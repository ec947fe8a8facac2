use anyhow::Result;
use safepath_core::formats::load_route;
use safepath_core::status::evaluate_or_unknown;
use safepath_core::{GeoPoint, ProximityOptions};
use std::path::Path;

use crate::cli::export::{CheckExport, RouteMeta};
use crate::cli::format::meters;
use crate::ui::{info, warning};

pub fn run(route_path: &str, lat: f64, lng: f64, opts: &ProximityOptions, json: bool) -> Result<()> {
    let point = GeoPoint::new(lat, lng);
    let loaded = load_route(Path::new(route_path));

    let meta = loaded.as_ref().ok().map(|r| RouteMeta {
        source: route_path.to_string(),
        points: r.len(),
        length_m: r.length_m(opts.metric.distance),
    });
    if let Err(err) = &loaded {
        warning(format!("Route unavailable: {err:#}"));
    }

    let report = evaluate_or_unknown(loaded.map(Some), Some(point), opts);

    if json {
        let export = CheckExport {
            route: meta.unwrap_or(RouteMeta {
                source: route_path.to_string(),
                points: 0,
                length_m: 0.0,
            }),
            point,
            distance_model: opts.metric.distance.to_string(),
            projection: opts.metric.projection.to_string(),
            report,
        };
        println!("{}", serde_json::to_string_pretty(&export)?);
        return Ok(());
    }

    if let Some(m) = &meta {
        info(format!(
            "Route {}: {} points, {}",
            m.source,
            m.points,
            meters(m.length_m)
        ));
    }
    println!("Location: {point}");
    println!();
    super::print_report(&report);

    Ok(())
}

▶ [WHAT THE TASK ASKS] Set down exactly the lines from the opening line of the material through the line in which "let point = GeoPoint::new(lat, lng);" occurs, both included, and no other lines.

▶ [COMPLETED EXERCISE]
repository ec947fe8a8facac2
use anyhow::Result;
use safepath_core::formats::load_route;
use safepath_core::status::evaluate_or_unknown;
use safepath_core::{GeoPoint, ProximityOptions};
use std::path::Path;

use crate::cli::export::{CheckExport, RouteMeta};
use crate::cli::format::meters;
use crate::ui::{info, warning};

pub fn run(route_path: &str, lat: f64, lng: f64, opts: &ProximityOptions, json: bool) -> Result<()> {
    let point = GeoPoint::new(lat, lng);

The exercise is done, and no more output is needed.